Voltammetric Scanning Electrochemical Cell Microscopy: Dynamic Imaging of Hydrazine Electro-oxidation on Platinum Electrodes

• Published in: Analytical chemistry (Washington) Vol. 87; no. 11; pp. 5782 - 5789
• Main Authors: Chen, Chang-Hui, Jacobse, Leon, McKelvey, Kim, Lai, Stanley C. S, Koper, Marc T. M, Unwin, Patrick R
• Format: Journal Article
• Language: English
• Published: United States American Chemical Society 02.06.2015
• Subjects: Analytical chemistry; Cells; Crystallography; Diffraction; Electrocatalysis; Electrochemical cells; Electrodes; Hydrazines; Imaging; Microscopy; Orientation; Platinum; Scanning electron microscopy
• ISSN: 0003-2700; 1520-6882
• DOI: 10.1021/acs.analchem.5b00988

Voltammetric scanning electrochemical cell microscopy (SECCM) incorporates cyclic voltammetry measurements in the SECCM imaging protocol, by recording electrochemical currents in a wide potential window at each pixel in a map. This provides much more information compared to traditional fixed potential imaging. Data can be represented as movies (hundreds of frames) of current (over a surface region) at a series of potentials and are highly revealing of subtle variations in electrode activity.
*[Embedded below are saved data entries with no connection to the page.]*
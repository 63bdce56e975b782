//! Dual queue over pending tasks
//!
//! NORMAL tasks live in a FIFO (breadth-first) queue. HIGH and LOW tasks live
//! in a binary heap ordered by priority, then creation order. Entries are
//! lightweight references; the task store stays authoritative and stale
//! entries are dropped when they are met during a scan.

use super::task::{Priority, Task, TaskId};
use std::cmp::Ordering;
use std::collections::{BinaryHeap, VecDeque};

/// A queued reference to a pending task
#[derive(Debug, Clone)]
pub(crate) struct QueueEntry {
    pub(crate) id: TaskId,

    /// Politeness key of the task
    pub(crate) domain: String,

    pub(crate) priority: Priority,

    /// Creation sequence of the task
    pub(crate) seq: u64,
}

impl QueueEntry {
    pub(crate) fn for_task(task: &Task) -> Self {
        Self {
            id: task.id.clone(),
            domain: task.domain.clone(),
            priority: task.priority,
            seq: task.seq,
        }
    }
}

// Higher priority pops first; within a priority the older task pops first
impl Ord for QueueEntry {
    fn cmp(&self, other: &Self) -> Ordering {
        self.priority
            .cmp(&other.priority)
            .then_with(|| other.seq.cmp(&self.seq))
    }
}

impl PartialOrd for QueueEntry {
    fn partial_cmp(&self, other: &Self) -> Option<Ordering> {
        Some(self.cmp(other))
    }
}

impl PartialEq for QueueEntry {
    fn eq(&self, other: &Self) -> bool {
        self.priority == other.priority && self.seq == other.seq
    }
}

impl Eq for QueueEntry {}

/// Verdict on a queue entry during a scan
#[derive(Debug, Clone, Copy, PartialEq, Eq)]
pub(crate) enum Eligibility {
    /// Dispatch this entry now
    Ready,

    /// Keep the entry queued (rate limited or in retry backoff)
    NotYet,

    /// The task is no longer pending; drop the entry
    Stale,
}

/// FIFO queue for NORMAL work plus a priority heap for everything else
#[derive(Debug, Default)]
pub(crate) struct DualQueue {
    priority: BinaryHeap<QueueEntry>,
    fifo: VecDeque<QueueEntry>,
}

impl DualQueue {
    pub(crate) fn new() -> Self {
        Self::default()
    }

    /// Routes an entry by priority
    pub(crate) fn push(&mut self, entry: QueueEntry) {
        if entry.priority == Priority::Normal {
            self.fifo.push_back(entry);
        } else {
            self.priority.push(entry);
        }
    }

    /// Removes and returns the first entry the predicate calls `Ready`
    ///
    /// Scan order:
    /// 1. HIGH entries from the heap, in heap order
    /// 2. One full pass over the FIFO; entries that are not ready rotate to the back
    /// 3. The remaining (LOW) heap entries, in heap order
    ///
    /// Every entry is inspected at most once per call, so a call that finds
    /// nothing terminates after one pass over both structures.
    pub(crate) fn select<F>(&mut self, mut check: F) -> Option<QueueEntry>
    where
        F: FnMut(&QueueEntry) -> Eligibility,
    {
        let mut deferred = Vec::new();
        let mut found = None;

        while self
            .priority
            .peek()
            .is_some_and(|top| top.priority > Priority::Normal)
        {
            let Some(entry) = self.priority.pop() else {
                break;
            };
            match check(&entry) {
                Eligibility::Ready => {
                    found = Some(entry);
                    break;
                }
                Eligibility::NotYet => deferred.push(entry),
                Eligibility::Stale => {}
            }
        }

        if found.is_none() {
            found = self.select_fifo(&mut check);
        }

        if found.is_none() {
            while let Some(entry) = self.priority.pop() {
                match check(&entry) {
                    Eligibility::Ready => {
                        found = Some(entry);
                        break;
                    }
                    Eligibility::NotYet => deferred.push(entry),
                    Eligibility::Stale => {}
                }
            }
        }

        self.priority.extend(deferred);
        found
    }

    /// One bounded pass over the FIFO queue
    fn select_fifo<F>(&mut self, check: &mut F) -> Option<QueueEntry>
    where
        F: FnMut(&QueueEntry) -> Eligibility,
    {
        let pass = self.fifo.len();
        for _ in 0..pass {
            let entry = self.fifo.pop_front()?;
            match check(&entry) {
                Eligibility::Ready => return Some(entry),
                Eligibility::NotYet => self.fifo.push_back(entry),
                Eligibility::Stale => {}
            }
        }
        None
    }

    /// Iterates every entry without removing anything
    pub(crate) fn iter(&self) -> impl Iterator<Item = &QueueEntry> {
        self.priority.iter().chain(self.fifo.iter())
    }

    /// Number of entries, including stale ones not yet dropped
    pub(crate) fn len(&self) -> usize {
        self.priority.len() + self.fifo.len()
    }

    pub(crate) fn clear(&mut self) {
        self.priority.clear();
        self.fifo.clear();
    }
}
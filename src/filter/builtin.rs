use super::{Candidate, UrlFilter};
use crate::url::matches_wildcard;
use regex::Regex;

/// Admits only URLs whose domain matches one of the patterns
#[derive(Debug, Clone)]
pub struct AllowedDomains {
    patterns: Vec<String>,
}

impl AllowedDomains {
    pub fn new(patterns: Vec<String>) -> Self {
        Self {
            patterns: patterns.into_iter().map(|p| p.to_lowercase()).collect(),
        }
    }
}

impl UrlFilter for AllowedDomains {
    fn name(&self) -> &str {
        "allowed-domains"
    }

    fn allows(&self, candidate: &Candidate<'_>) -> bool {
        self.patterns
            .iter()
            .any(|pattern| matches_wildcard(pattern, candidate.domain))
    }
}

/// Rejects URLs whose domain matches any of the patterns
#[derive(Debug, Clone)]
pub struct DeniedDomains {
    patterns: Vec<String>,
}

impl DeniedDomains {
    pub fn new(patterns: Vec<String>) -> Self {
        Self {
            patterns: patterns.into_iter().map(|p| p.to_lowercase()).collect(),
        }
    }
}

impl UrlFilter for DeniedDomains {
    fn name(&self) -> &str {
        "denied-domains"
    }

    fn allows(&self, candidate: &Candidate<'_>) -> bool {
        !self
            .patterns
            .iter()
            .any(|pattern| matches_wildcard(pattern, candidate.domain))
    }
}

/// Rejects URLs matching any of the regular expressions
#[derive(Debug, Clone)]
pub struct DenyPatterns {
    patterns: Vec<Regex>,
}

impl DenyPatterns {
    pub fn new(patterns: &[String]) -> Result<Self, regex::Error> {
        Ok(Self {
            patterns: compile(patterns)?,
        })
    }
}

impl UrlFilter for DenyPatterns {
    fn name(&self) -> &str {
        "deny-patterns"
    }

    fn allows(&self, candidate: &Candidate<'_>) -> bool {
        let url = candidate.url.as_str();
        !self.patterns.iter().any(|p| p.is_match(url))
    }
}

/// Admits only URLs matching at least one of the regular expressions
#[derive(Debug, Clone)]
pub struct IncludePatterns {
    patterns: Vec<Regex>,
}

impl IncludePatterns {
    pub fn new(patterns: &[String]) -> Result<Self, regex::Error> {
        Ok(Self {
            patterns: compile(patterns)?,
        })
    }
}

impl UrlFilter for IncludePatterns {
    fn name(&self) -> &str {
        "include-patterns"
    }

    fn allows(&self, candidate: &Candidate<'_>) -> bool {
        let url = candidate.url.as_str();
        self.patterns.iter().any(|p| p.is_match(url))
    }
}

/// Rejects URLs with more path segments than the limit
///
/// Deep paths are a common crawl trap (calendars, recursive symlinks).
#[derive(Debug, Clone, Copy)]
pub struct MaxPathSegments {
    limit: usize,
}

impl MaxPathSegments {
    pub fn new(limit: usize) -> Self {
        Self { limit }
    }
}

impl UrlFilter for MaxPathSegments {
    fn name(&self) -> &str {
        "max-path-segments"
    }

    fn allows(&self, candidate: &Candidate<'_>) -> bool {
        let segments = candidate
            .url
            .path_segments()
            .map(|s| s.filter(|seg| !seg.is_empty()).count())
            .unwrap_or(0);
        segments <= self.limit
    }
}

/// Rejects candidates deeper than the limit
///
/// The scheduler already enforces its global `max-depth`; this filter lets a
/// caller apply a tighter cutoff to part of the frontier.
#[derive(Debug, Clone, Copy)]
pub struct DepthLimit {
    max_depth: u32,
}

impl DepthLimit {
    pub fn new(max_depth: u32) -> Self {
        Self { max_depth }
    }
}

impl UrlFilter for DepthLimit {
    fn name(&self) -> &str {
        "depth-limit"
    }

    fn allows(&self, candidate: &Candidate<'_>) -> bool {
        candidate.depth <= self.max_depth
    }
}

fn compile(patterns: &[String]) -> Result<Vec<Regex>, regex::Error> {
    patterns.iter().map(|p| Regex::new(p)).collect()
}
Furthermore, by combining SECCM data with other forms of microscopy, e.g. scanning electron microscopy and electron backscatter diffraction data, it is possible to directly relate the current–voltage characteristics to spatial position and surface structure. In this work we use a “hopping mode”, where the SECCM pipet probe is translated toward the surface at a series of positions until meniscus contact. Small amounts of residue left on the surface, upon probe retraction, demark the precise area of each measurement. We use these techniques to study hydrazine oxidation on a polycrystalline platinum substrate both in air and in a deaerated environment. In both cases, the detected faradaic current shows a structural dependence on the surface crystallographic orientation. Significantly, in the presence of oxygen (aerated solution) the electrochemical current decreases strongly for almost all grains (crystallographic orientations). The results highlight the flexibility of voltammetric SECCM for electrochemical imaging and present important implications for hydrazine electroanalysis.